Equine bone marrow-derived mesenchymal stem cells: optimization of cell density in primary culture

Morteza Zahedi  1 Abbas Parham  1   2 Hesam Dehghani  1   2 Hossein Kazemi Mehrjerdi  3
Affiliations

Equine bone marrow-derived mesenchymal stem cells: optimization of cell density in primary culture

Morteza Zahedi et al. Stem Cell Investig. .

Abstract

Background: The primary cell seeding density of bone marrow-derived mononuclear cells (BM-MNCs) affects several cellular behaviors, including attachment to the culture dish, proliferation, and differentiation.

Methods: The aim of this study was to determine the best density of equine BM-MNCs in primary culture (P0) for obtaining the maximum bone marrow-derived mesenchymal stem cell (BM-MSC) yields at the end of P0. Bone marrow samples of two healthy mares were aspirated. The MNCs were isolated and cultured at different densities (1×105, 2×105, 4×105, 8×105, and 1×106 cells/cm2). Within the 7th and 14th days after seeding, the colonies containing more than 15 cells were counted and the percentage of confluency and the number of cells were calculated on day 21.

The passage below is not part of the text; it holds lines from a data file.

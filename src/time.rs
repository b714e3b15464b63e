//! Time seams: a fakeable clock and a fakeable sleeper.
//!
//! Production code uses [`SystemClock`] and [`TokioSleeper`]. Tests inject
//! [`ManualClock`] to drive window expiry deterministically, and
//! [`NoopSleeper`] / [`RecordingSleeper`] to run retry schedules without real
//! delays.

use futures::future::BoxFuture;
use std::sync::{Arc, Mutex};
use std::time::{Duration, SystemTime};

/// Source of the current wall-clock time.
///
/// Wall-clock (rather than monotonic) time is used because rate-limit window
/// expiries are exposed to callers as absolute timestamps.
pub trait Clock: Send + Sync + std::fmt::Debug {
    fn now(&self) -> SystemTime;
}

/// Production clock backed by `SystemTime::now()`.
#[derive(Debug, Default, Clone, Copy)]
pub struct SystemClock;

impl Clock for SystemClock {
    fn now(&self) -> SystemTime {
        SystemTime::now()
    }
}

/// Test clock that only moves when told to.
#[derive(Debug, Clone)]
pub struct ManualClock {
    now: Arc<Mutex<SystemTime>>,
}

impl ManualClock {
    pub fn new(start: SystemTime) -> Self {
        Self { now: Arc::new(Mutex::new(start)) }
    }

    /// Clock starting at the Unix epoch.
    pub fn epoch() -> Self {
        Self::new(SystemTime::UNIX_EPOCH)
    }

    /// Move the clock forward.
    pub fn advance(&self, by: Duration) {
        let mut now = self.now.lock().unwrap();
        *now += by;
    }
}

impl Clock for ManualClock {
    fn now(&self) -> SystemTime {
        *self.now.lock().unwrap()
    }
}

/// Abstraction over waiting between retry attempts.
///
/// Sleeping suspends only the calling task; other work on the runtime keeps
/// making progress.
pub trait Sleeper: Send + Sync + std::fmt::Debug {
    fn sleep(&self, duration: Duration) -> BoxFuture<'static, ()>;
}

/// Production sleeper backed by the tokio timer.
#[derive(Debug, Default, Clone, Copy)]
pub struct TokioSleeper;

impl Sleeper for TokioSleeper {
    fn sleep(&self, duration: Duration) -> BoxFuture<'static, ()> {
        Box::pin(tokio::time::sleep(duration))
    }
}

/// Test sleeper that completes immediately.
#[derive(Debug, Default, Clone, Copy)]
pub struct NoopSleeper;

impl Sleeper for NoopSleeper {
    fn sleep(&self, _duration: Duration) -> BoxFuture<'static, ()> {
        Box::pin(async {})
    }
}

/// Test sleeper that records every requested delay instead of waiting.
#[derive(Debug, Default, Clone)]
pub struct RecordingSleeper {
    recorded: Arc<Mutex<Vec<Duration>>>,
}

impl RecordingSleeper {
    pub fn new() -> Self {
        Self::default()
    }

    /// Delays requested so far, in call order.
    pub fn recorded(&self) -> Vec<Duration> {
        self.recorded.lock().unwrap().clone()
    }
}

impl Sleeper for RecordingSleeper {
    fn sleep(&self, duration: Duration) -> BoxFuture<'static, ()> {
        self.recorded.lock().unwrap().push(duration);
        Box::pin(async {})
    }
}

Results: The lowest density of MNCs was associated with the least number of colonies, number of adherent cells, and confluency percentage, whereas the highest density was associated with the maximum number of colonies and confluency percentage (P<0.05). However, the maximum number of cells at the end of P0 was associated with the intermediate (4×105 cells/cm2) and the highest concentration (P<0.05).

Conclusions: The maximum number of MSCs at the end of P0 was obtained at the densities of 1×106 and, especially, at 4×105 cells/cm2.

Keywords: Cell count; cell yield; horses; mesenchymal stromal cells; mononuclear cells (MNCs).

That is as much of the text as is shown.